EXERCISE AIM — Please copy, exactly as they appear below, the lines from the one containing "the error mappers" through the one containing "fn get(&self, id: Uuid) -> BoxFuture<'_, anyhow::Result<Task>>;".

▬▬▬

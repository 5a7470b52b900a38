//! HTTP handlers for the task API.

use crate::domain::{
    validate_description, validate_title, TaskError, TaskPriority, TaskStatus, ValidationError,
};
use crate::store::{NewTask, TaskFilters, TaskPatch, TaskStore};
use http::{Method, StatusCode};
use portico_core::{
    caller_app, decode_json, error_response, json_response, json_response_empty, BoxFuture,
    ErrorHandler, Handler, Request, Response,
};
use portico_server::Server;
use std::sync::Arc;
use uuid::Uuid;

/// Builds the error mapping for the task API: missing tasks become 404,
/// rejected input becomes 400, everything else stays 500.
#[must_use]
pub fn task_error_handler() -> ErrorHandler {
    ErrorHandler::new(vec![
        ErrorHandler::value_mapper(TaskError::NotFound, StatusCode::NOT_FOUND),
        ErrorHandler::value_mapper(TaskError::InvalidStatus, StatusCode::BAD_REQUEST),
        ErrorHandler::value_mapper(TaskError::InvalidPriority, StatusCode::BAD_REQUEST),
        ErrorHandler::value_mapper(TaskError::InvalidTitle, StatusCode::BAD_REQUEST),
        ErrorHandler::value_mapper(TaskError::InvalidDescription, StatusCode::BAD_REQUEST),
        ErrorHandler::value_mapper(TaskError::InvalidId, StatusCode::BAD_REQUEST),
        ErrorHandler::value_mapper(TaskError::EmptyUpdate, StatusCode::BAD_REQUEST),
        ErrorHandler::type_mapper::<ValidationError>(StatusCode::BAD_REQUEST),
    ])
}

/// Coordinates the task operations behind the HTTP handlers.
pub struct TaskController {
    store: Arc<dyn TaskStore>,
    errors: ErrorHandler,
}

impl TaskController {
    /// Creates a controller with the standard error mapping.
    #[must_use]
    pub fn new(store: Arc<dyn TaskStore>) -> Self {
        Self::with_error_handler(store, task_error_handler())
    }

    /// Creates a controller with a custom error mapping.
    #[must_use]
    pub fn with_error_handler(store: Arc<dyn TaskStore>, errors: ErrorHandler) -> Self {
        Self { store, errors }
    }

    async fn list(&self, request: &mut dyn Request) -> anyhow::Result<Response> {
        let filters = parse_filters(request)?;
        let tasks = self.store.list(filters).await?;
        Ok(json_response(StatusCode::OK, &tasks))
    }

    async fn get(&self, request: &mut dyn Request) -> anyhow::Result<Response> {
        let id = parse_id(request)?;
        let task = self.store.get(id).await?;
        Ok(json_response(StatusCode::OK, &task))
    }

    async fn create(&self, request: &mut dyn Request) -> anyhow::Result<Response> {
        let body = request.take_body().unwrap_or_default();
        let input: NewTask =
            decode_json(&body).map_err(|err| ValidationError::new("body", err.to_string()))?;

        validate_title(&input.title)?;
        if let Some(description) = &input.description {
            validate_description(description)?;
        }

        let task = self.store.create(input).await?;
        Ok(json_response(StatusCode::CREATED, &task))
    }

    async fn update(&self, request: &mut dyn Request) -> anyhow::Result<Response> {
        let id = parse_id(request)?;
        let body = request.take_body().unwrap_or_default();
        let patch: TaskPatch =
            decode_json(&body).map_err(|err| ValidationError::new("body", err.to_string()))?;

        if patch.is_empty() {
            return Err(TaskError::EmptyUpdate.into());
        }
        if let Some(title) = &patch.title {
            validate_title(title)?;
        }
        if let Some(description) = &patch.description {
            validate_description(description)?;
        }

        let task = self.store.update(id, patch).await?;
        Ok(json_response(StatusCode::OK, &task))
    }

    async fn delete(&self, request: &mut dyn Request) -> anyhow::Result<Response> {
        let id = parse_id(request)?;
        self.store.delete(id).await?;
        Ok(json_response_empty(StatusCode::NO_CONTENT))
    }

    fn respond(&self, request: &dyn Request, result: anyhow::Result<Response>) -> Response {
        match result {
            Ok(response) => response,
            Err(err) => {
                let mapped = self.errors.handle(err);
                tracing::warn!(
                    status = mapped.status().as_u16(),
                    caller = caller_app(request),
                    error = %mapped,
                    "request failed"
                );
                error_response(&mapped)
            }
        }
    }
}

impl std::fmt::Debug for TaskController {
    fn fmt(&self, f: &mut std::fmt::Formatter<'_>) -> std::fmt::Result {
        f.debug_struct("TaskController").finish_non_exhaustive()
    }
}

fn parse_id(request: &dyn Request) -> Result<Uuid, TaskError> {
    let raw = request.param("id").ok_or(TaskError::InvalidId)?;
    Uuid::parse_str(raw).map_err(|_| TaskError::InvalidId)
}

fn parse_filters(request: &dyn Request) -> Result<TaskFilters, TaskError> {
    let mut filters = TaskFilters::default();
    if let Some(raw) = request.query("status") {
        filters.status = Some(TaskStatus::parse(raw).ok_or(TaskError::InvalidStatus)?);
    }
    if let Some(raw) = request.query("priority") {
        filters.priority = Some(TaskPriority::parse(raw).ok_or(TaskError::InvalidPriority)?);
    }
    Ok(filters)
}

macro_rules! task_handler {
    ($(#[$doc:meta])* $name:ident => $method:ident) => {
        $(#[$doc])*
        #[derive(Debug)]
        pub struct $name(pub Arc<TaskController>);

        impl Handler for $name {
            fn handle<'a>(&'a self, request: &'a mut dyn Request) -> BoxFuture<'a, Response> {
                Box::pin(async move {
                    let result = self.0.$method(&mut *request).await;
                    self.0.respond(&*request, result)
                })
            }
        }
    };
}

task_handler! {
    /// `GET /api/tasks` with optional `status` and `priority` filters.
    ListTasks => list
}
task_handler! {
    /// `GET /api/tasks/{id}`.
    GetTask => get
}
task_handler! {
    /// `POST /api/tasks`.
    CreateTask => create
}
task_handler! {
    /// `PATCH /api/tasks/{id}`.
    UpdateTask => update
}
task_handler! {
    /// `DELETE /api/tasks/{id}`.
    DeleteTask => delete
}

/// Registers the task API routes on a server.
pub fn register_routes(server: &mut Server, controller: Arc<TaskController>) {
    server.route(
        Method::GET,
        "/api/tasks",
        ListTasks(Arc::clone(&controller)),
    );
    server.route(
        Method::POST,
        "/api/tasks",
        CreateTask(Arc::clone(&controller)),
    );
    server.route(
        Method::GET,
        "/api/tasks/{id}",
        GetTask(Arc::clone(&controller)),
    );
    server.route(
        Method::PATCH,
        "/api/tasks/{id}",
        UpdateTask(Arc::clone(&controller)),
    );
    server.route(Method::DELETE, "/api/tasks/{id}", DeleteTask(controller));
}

▬▬▬

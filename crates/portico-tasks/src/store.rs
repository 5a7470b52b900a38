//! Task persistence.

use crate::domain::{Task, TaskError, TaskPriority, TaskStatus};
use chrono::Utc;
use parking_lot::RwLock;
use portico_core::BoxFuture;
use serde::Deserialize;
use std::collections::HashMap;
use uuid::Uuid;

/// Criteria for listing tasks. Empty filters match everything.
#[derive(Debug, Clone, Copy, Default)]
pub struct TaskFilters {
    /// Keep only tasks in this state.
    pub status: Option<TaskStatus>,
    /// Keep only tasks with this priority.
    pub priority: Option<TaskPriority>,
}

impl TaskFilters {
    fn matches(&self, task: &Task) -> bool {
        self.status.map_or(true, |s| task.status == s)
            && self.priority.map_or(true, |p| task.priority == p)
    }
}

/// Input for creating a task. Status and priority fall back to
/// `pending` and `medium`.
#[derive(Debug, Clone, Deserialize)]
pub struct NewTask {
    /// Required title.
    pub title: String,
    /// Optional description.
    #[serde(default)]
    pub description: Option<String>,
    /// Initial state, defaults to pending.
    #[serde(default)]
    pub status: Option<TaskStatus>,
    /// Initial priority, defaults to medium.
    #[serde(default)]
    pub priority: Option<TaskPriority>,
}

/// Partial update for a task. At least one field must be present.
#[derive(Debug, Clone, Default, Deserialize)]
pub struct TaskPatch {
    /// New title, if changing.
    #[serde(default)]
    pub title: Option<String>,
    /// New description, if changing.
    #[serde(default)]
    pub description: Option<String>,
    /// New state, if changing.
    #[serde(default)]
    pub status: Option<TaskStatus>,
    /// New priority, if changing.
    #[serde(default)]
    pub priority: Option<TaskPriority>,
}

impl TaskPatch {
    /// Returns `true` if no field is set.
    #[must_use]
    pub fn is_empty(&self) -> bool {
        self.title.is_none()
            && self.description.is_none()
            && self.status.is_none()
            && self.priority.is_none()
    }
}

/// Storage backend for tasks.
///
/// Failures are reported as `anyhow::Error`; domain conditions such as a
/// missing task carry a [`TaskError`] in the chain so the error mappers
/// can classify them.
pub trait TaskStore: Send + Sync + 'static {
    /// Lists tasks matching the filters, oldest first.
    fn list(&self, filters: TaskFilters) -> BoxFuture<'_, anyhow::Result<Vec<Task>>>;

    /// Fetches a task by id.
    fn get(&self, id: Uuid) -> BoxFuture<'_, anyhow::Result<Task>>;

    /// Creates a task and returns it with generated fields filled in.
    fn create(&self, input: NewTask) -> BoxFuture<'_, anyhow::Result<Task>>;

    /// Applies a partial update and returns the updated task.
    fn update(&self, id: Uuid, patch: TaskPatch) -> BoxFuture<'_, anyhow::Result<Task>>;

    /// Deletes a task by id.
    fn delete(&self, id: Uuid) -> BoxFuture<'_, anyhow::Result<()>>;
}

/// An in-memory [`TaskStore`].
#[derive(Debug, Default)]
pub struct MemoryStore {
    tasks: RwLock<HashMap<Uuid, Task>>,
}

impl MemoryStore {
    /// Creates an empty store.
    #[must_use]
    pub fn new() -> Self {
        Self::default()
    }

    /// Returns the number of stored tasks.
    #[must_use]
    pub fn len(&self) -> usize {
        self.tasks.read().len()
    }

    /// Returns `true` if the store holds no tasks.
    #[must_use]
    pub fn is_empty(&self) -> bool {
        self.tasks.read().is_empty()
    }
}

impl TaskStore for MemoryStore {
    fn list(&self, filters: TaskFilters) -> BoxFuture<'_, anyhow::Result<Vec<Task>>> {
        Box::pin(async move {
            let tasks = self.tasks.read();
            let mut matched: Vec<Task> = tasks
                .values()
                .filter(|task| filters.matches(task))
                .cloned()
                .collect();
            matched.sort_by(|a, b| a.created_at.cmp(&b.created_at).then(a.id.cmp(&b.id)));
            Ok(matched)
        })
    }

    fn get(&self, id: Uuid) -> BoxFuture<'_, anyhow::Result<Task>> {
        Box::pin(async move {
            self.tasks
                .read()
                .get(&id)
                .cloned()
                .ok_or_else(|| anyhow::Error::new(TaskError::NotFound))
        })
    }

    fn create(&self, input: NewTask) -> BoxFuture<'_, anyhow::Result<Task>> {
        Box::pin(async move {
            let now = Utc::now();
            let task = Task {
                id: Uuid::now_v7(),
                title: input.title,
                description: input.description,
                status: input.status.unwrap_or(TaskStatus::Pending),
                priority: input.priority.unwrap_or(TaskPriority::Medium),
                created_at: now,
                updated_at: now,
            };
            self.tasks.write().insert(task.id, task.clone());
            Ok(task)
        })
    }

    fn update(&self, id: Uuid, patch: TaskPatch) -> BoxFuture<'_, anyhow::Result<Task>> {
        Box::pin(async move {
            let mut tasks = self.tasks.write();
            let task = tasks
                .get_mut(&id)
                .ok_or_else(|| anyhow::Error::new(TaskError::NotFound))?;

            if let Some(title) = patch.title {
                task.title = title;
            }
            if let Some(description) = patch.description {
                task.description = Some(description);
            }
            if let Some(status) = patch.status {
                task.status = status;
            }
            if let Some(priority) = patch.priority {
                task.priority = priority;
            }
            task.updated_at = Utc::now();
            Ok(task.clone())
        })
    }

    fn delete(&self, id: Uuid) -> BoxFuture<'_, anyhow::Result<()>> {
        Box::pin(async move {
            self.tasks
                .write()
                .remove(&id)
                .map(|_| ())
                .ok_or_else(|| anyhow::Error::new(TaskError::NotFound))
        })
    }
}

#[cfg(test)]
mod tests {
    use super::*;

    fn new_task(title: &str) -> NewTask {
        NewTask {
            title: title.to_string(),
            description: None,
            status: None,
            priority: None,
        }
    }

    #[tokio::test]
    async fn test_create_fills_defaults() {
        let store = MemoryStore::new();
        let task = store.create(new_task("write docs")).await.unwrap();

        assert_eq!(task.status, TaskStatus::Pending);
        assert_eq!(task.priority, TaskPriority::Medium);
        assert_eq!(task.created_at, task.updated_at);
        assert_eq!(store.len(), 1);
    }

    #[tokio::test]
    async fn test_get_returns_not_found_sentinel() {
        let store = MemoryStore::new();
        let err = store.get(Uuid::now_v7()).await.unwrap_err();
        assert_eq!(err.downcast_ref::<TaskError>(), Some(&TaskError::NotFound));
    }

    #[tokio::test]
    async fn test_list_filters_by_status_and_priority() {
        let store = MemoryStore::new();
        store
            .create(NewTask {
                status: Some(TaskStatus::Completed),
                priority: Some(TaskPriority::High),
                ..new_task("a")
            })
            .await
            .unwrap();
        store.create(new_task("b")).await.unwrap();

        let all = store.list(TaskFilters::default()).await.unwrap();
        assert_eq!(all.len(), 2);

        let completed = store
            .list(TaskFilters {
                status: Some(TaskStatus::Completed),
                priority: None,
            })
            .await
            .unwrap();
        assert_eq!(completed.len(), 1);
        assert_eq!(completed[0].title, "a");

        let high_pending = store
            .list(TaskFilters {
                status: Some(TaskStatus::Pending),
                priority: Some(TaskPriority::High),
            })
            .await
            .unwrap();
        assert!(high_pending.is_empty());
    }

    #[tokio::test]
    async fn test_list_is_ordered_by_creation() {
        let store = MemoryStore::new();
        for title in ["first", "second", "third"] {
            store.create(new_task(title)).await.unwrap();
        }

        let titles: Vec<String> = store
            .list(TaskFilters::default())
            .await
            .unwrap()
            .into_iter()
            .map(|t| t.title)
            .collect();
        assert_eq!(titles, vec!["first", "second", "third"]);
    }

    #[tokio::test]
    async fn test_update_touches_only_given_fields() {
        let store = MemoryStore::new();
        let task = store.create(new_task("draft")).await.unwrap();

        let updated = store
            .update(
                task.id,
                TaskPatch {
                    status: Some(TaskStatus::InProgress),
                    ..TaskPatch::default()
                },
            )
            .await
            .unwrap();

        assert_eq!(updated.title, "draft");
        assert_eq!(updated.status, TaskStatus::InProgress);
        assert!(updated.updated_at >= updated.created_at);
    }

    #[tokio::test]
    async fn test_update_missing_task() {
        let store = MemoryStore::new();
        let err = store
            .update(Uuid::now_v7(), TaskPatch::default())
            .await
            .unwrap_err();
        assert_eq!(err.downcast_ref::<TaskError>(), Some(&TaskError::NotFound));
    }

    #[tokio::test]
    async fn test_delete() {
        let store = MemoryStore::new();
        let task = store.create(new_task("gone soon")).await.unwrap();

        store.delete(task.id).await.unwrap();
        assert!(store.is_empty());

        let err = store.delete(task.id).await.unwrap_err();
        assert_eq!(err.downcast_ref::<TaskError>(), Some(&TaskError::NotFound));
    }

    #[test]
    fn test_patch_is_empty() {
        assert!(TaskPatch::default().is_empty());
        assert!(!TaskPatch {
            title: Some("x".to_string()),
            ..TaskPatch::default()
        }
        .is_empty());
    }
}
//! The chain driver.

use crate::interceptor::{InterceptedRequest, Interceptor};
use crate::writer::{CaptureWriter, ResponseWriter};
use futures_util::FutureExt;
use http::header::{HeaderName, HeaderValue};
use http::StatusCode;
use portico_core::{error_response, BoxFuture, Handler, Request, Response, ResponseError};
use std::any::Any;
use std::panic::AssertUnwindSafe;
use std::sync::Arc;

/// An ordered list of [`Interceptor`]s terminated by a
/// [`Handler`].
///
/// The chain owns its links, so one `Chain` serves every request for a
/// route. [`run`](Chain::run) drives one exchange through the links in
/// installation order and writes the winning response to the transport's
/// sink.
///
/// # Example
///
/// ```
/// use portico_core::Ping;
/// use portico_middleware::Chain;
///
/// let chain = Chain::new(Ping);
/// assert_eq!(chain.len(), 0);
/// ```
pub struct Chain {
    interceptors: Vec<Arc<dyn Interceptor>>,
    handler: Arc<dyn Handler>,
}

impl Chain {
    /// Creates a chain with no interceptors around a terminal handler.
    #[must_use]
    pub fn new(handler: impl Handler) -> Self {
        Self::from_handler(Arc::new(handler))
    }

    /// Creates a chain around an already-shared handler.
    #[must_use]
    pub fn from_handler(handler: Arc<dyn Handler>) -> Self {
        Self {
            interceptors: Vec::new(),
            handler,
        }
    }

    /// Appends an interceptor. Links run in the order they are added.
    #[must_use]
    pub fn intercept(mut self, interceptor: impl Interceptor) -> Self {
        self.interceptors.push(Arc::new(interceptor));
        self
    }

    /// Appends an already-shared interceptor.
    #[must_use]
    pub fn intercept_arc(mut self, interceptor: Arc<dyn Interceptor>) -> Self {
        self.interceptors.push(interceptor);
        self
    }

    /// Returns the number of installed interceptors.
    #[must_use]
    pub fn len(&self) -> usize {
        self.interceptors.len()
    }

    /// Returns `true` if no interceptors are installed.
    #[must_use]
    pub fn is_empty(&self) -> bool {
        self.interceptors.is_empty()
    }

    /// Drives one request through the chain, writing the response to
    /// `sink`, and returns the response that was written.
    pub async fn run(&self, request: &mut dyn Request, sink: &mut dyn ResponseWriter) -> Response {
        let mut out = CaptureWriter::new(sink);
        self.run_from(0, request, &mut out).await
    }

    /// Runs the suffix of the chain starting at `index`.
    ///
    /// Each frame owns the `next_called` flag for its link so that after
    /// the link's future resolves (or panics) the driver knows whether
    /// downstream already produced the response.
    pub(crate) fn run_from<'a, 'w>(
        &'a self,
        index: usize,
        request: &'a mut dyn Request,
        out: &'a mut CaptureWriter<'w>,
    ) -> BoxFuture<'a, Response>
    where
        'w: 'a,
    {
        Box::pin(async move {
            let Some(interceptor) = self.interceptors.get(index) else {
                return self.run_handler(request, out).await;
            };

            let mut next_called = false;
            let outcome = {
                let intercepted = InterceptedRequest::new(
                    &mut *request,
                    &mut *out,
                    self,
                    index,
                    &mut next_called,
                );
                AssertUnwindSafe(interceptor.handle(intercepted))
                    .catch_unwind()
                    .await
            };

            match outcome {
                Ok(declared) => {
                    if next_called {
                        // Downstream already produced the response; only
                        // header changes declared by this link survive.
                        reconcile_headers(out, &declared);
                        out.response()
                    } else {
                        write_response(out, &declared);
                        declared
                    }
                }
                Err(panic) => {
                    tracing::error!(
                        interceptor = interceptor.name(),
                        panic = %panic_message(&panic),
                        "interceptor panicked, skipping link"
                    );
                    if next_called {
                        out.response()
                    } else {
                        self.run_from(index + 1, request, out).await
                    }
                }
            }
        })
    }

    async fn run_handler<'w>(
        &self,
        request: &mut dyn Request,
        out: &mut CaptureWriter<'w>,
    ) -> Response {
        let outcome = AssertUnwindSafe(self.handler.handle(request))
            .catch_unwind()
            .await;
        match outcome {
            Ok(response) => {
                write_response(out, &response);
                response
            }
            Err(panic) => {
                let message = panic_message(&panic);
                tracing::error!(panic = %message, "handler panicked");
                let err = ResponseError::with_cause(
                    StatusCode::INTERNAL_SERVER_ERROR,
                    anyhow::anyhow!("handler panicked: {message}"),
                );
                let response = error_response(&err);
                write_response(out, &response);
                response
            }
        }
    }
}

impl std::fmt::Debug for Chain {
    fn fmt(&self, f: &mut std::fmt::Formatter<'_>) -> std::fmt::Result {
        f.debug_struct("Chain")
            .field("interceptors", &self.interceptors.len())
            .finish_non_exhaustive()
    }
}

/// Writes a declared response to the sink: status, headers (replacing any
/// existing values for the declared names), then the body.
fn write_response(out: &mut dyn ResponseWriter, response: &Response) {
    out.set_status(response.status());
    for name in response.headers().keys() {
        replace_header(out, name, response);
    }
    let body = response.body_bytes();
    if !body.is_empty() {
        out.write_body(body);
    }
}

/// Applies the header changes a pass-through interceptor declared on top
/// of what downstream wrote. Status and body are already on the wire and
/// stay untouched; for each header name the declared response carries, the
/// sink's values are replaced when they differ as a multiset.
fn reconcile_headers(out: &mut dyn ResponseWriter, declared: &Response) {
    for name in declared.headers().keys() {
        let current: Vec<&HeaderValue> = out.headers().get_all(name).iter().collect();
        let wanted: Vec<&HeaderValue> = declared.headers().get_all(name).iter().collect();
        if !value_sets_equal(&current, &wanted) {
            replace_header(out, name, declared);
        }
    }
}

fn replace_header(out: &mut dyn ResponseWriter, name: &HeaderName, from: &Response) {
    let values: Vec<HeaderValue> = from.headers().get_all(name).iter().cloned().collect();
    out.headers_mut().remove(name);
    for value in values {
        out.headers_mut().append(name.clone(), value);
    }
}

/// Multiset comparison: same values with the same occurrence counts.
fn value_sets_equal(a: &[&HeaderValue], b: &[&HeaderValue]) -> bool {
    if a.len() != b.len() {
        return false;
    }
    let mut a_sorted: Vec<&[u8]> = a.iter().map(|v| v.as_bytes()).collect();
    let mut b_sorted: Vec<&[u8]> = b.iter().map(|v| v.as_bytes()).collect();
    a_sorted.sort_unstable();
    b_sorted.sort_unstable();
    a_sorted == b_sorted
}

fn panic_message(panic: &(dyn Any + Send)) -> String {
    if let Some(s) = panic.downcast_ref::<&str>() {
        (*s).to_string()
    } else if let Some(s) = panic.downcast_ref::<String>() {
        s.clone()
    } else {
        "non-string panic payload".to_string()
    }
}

▬▬▬

THE COMPLETED TASK —
/// missing task carry a [`TaskError`] in the chain so the error mappers
/// can classify them.
pub trait TaskStore: Send + Sync + 'static {
    /// Lists tasks matching the filters, oldest first.
    fn list(&self, filters: TaskFilters) -> BoxFuture<'_, anyhow::Result<Vec<Task>>>;

    /// Fetches a task by id.
    fn get(&self, id: Uuid) -> BoxFuture<'_, anyhow::Result<Task>>;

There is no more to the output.